Skip to main content

TypedTask

Trait TypedTask 

Source
pub trait TypedTask:
    Serialize
    + DeserializeOwned
    + Send
    + 'static {
    const TASK_TYPE: &'static str;

    // Provided methods
    fn expected_read_bytes(&self) -> i64 { ... }
    fn expected_write_bytes(&self) -> i64 { ... }
    fn expected_net_rx_bytes(&self) -> i64 { ... }
    fn expected_net_tx_bytes(&self) -> i64 { ... }
    fn priority(&self) -> Priority { ... }
    fn group_key(&self) -> Option<String> { ... }
}
Expand description

A strongly-typed task that bundles serialization, task type name, and default IO estimates.

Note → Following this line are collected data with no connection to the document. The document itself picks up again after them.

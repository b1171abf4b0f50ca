//! Captured frame handles.
//!
//! A `CapturedFrame` is what a frame source hands to the acquisition loop: the
//! image itself, where it sits in the source stream, and when it was grabbed.
//! Ownership moves to the caller, which drops the frame once the formatter has
//! encoded it. Nothing here touches the filesystem.

use crate::unix_now;

/// Image content carried by a frame.
pub enum FrameData {
    /// Packed RGB24 pixels, row-major, no row padding.
    Rgb {
        pixels: Vec<u8>,
        width: u32,
        height: u32,
    },
    /// An encoded still (JPEG, PNG) exactly as produced by the source.
    Encoded(Vec<u8>),
}

impl std::fmt::Debug for FrameData {
    // Pixel buffers are large; only describe their shape.
    fn fmt(&self, f: &mut std::fmt::Formatter<'_>) -> std::fmt::Result {
        match self {
            Self::Rgb { width, height, .. } => write!(f, "Rgb({}x{})", width, height),
            Self::Encoded(bytes) => write!(f, "Encoded({} bytes)", bytes.len()),
        }
    }
}

/// A single frame plus its capture descriptor.
#[derive(Debug)]
pub struct CapturedFrame {
    data: FrameData,

    /// Index of this frame within its source stream.
    pub index: u64,

    /// Video-relative position in seconds, when the frame came from a recorded stream.
    pub video_timestamp_sec: Option<f64>,

    /// Wall-clock capture time (unix seconds).
    pub capture_wall_time: f64,

    /// Source the frame was read from (file path or stream URI).
    pub origin: Option<String>,
}

impl CapturedFrame {
    /// Wrap raw RGB24 pixels. Called by the ingestion layer.
    pub fn from_rgb(pixels: Vec<u8>, width: u32, height: u32, index: u64) -> Self {
        Self::new(
            FrameData::Rgb {
                pixels,
                width,
                height,
            },
            index,
        )
    }

    /// Wrap an encoded still image.
    pub fn from_encoded(bytes: Vec<u8>, index: u64) -> Self {
        Self::new(FrameData::Encoded(bytes), index)
    }

    fn new(data: FrameData, index: u64) -> Self {
        Self {
            data,
            index,
            video_timestamp_sec: None,
            capture_wall_time: unix_now(),
            origin: None,
        }
    }

    pub fn with_video_timestamp(mut self, seconds: f64) -> Self {
        self.video_timestamp_sec = Some(seconds);
        self
    }

    pub fn with_origin(mut self, origin: impl Into<String>) -> Self {
        self.origin = Some(origin.into());
        self
    }

    pub fn data(&self) -> &FrameData {
        &self.data
    }

    /// Size of the held image in bytes (raw pixels or encoded payload).
    pub fn byte_len(&self) -> usize {
        match &self.data {
            FrameData::Rgb { pixels, .. } => pixels.len(),
            FrameData::Encoded(bytes) => bytes.len(),
        }
    }
}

Implementing this trait collapses the 6 fields of TaskSubmission into a derive-friendly pattern. Use Scheduler::submit_typed to submit and TaskContext::payload on the executor side to deserialize. Each TypedTask must have a corresponding TaskExecutor registered under the same TASK_TYPE name.

§Example

use serde::{Serialize, Deserialize};
use taskmill::{TypedTask, Priority};

#[derive(Serialize, Deserialize)]
struct Thumbnail { path: String, size: u32 }

impl TypedTask for Thumbnail {
    const TASK_TYPE: &'static str = "thumbnail";
    fn expected_read_bytes(&self) -> i64 { 4096 }
    fn expected_write_bytes(&self) -> i64 { 1024 }
}

Required Associated Constants§

Source

const TASK_TYPE: &'static str

Unique name used to register and look up the executor.

Provided Methods§

Source

fn expected_read_bytes(&self) -> i64

Estimated bytes this task will read from disk. Default: 0.

Source

fn expected_write_bytes(&self) -> i64

Estimated bytes this task will write to disk. Default: 0.

Source

fn expected_net_rx_bytes(&self) -> i64

Estimated bytes this task will receive over the network. Default: 0.

Source

fn expected_net_tx_bytes(&self) -> i64

Estimated bytes this task will transmit over the network. Default: 0.

Source

fn priority(&self) -> Priority

Scheduling priority. Default: Priority::NORMAL.

Source

fn group_key(&self) -> Option<String>

Optional group key for per-group concurrency limiting. Default: None.

Dyn Compatibility§

This trait is not dyn compatible.

In older versions of Rust, dyn compatibility was called "object safety", so this trait is not object safe.